- **What is required**: Write out the line with "let path = config_path()?;" and each line after it to the end of the material, exactly as they appear and with nothing else.

- **Given records**:
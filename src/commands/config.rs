use clap::{Args, Subcommand};

use crate::config::{ConfigReport, config_path, validate_config};

#[derive(Debug, Args, Clone)]
pub struct ConfigArgs {
    #[command(subcommand)]
    action: ConfigAction,
}

#[derive(Debug, Subcommand, Clone)]
enum ConfigAction {
    /// Parse the config file and validate its profiles
    Check {
        /// Only validate this profile
        #[arg(long)]
        profile: Option<String>,
    },
    /// Print the config file location
    Path,
}

pub fn run(args: ConfigArgs) -> Result<(), String> {
    match args.action {
        ConfigAction::Check { profile } => {
            print!("{}", check_summary(&validate_config(profile.as_deref())?));
        }
        ConfigAction::Path => {
            let path = config_path()?;
            let state = if path.is_file() { "" } else { " (not created yet)" };
            println!("{}{state}", path.display());
        }
    }
    Ok(())
}

/// One header line, then one line per validated profile.
fn check_summary(report: &ConfigReport) -> String {
    let mut summary = match report.profiles.len() {
        1 => format!("config OK: {} (1 profile)\n", report.path.display()),
        count => format!("config OK: {} ({count} profiles)\n", report.path.display()),
    };
    for name in &report.profiles {
        summary.push_str(&format!("  {name}\n"));
    }
    summary
}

- **Task result**:
            let path = config_path()?;
            let state = if path.is_file() { "" } else { " (not created yet)" };
            println!("{}{state}", path.display());
        }
    }
    Ok(())
}

/// One header line, then one line per validated profile.
fn check_summary(report: &ConfigReport) -> String {
    let mut summary = match report.profiles.len() {
        1 => format!("config OK: {} (1 profile)\n", report.path.display()),
        count => format!("config OK: {} ({count} profiles)\n", report.path.display()),
    };
    for name in &report.profiles {
        summary.push_str(&format!("  {name}\n"));
    }
    summary
}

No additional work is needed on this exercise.